Evaluate your diet and ensure that you have proper balanced nutrient levels, most especially calcium to magnesium. This becomes even more important if you have heart disease or its risk factors. Remember that nutrients work as a team and look to maintain proper balance. Balanced nutrition and proper supplementation is integral in the fight against heart disease. Dr. Dean also notes that, including low doses of vitamin D and vitamin K2, can protect your bones as well as your heart.

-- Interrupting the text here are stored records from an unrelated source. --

//! Registry of peers seen during a scan.

use std::sync::Arc;

use tokio::sync::RwLock;

use bluechat_core::{PeerAddress, PeerIdentity};

/// Registry shared between the discovery pump (writer) and display
/// collaborators (readers).
pub type SharedRegistry = Arc<RwLock<DeviceRegistry>>;

/// Deduplicated peers in first-seen order.
#[derive(Debug, Default, Clone)]
pub struct DeviceRegistry {
    peers: Vec<PeerIdentity>,
}

impl DeviceRegistry {
    pub fn new() -> Self {
        Self::default()
    }

    /// Creates an empty registry behind a lock.
    pub fn shared() -> SharedRegistry {
        Arc::new(RwLock::new(Self::new()))
    }

    /// Forgets every peer.
    pub fn clear(&mut self) {
        self.peers.clear();
    }

    /// Appends `peer` unless its address is already present.
    ///
    /// Returns true if the peer was new. A later sighting never replaces the
    /// first one, even if it carries a different name.
    pub fn add(&mut self, peer: PeerIdentity) -> bool {
        if self.contains(&peer.address) {
            return false;
        }
        self.peers.push(peer);
        true
    }

    /// Owned copy of the peers in discovery order.
    pub fn snapshot(&self) -> Vec<PeerIdentity> {
        self.peers.clone()
    }

    pub fn len(&self) -> usize {
        self.peers.len()
    }

    pub fn is_empty(&self) -> bool {
        self.peers.is_empty()
    }

    /// Peer at `index` in discovery order.
    pub fn get(&self, index: usize) -> Option<&PeerIdentity> {
        self.peers.get(index)
    }

    pub fn contains(&self, address: &PeerAddress) -> bool {
        self.peers.iter().any(|p| &p.address == address)
    }
}

#[cfg(test)]
mod tests {
    use super::*;

    #[test]
    fn test_add_deduplicates_by_address() {
        let mut registry = DeviceRegistry::new();
        assert!(registry.add(PeerIdentity::new("AA", "first")));
        assert!(registry.add(PeerIdentity::unnamed("BB")));
        assert!(!registry.add(PeerIdentity::new("AA", "renamed")));

        assert_eq!(registry.len(), 2);
        assert_eq!(registry.get(0).and_then(|p| p.name.as_deref()), Some("first"));
    }

    #[test]
    fn test_snapshot_preserves_first_seen_order() {
        let mut registry = DeviceRegistry::new();
        for addr in ["CC", "AA", "BB", "AA", "CC"] {
            registry.add(PeerIdentity::unnamed(addr));
        }

        let order: Vec<_> = registry
            .snapshot()
            .into_iter()
            .map(|p| p.address.as_str().to_string())
            .collect();
        assert_eq!(order, vec!["CC", "AA", "BB"]);
    }

    #[test]
    fn test_clear() {
        let mut registry = DeviceRegistry::new();
        registry.add(PeerIdentity::unnamed("AA"));
        registry.clear();

        assert!(registry.is_empty());
        assert!(!registry.contains(&PeerAddress::new("AA")));
        assert!(registry.get(0).is_none());
    }
}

A good multivitamin combined with balanced calcium and magnesium supplementation is vital, along with Omega 3 supplements to further balance the equation.
The bottom line is that nutritional intake influences health. Improper nutrition, combined with nutrient deficits or excesses can lead to unhealthy conditions within the body, conditions such as plaque buildup, hardening of the arteries and reduced blood flow. Eating a balanced diet, filled with a variety of unrefined whole grains, legumes, nuts, and vegetables (especially leafy dark-greens) every day, can help maintain heart health.
While that may seem like nothing new, focusing on calcium to magnesium balance, is a new consideration. While only one piece in a much larger puzzle, this research shows that it is an important consideration.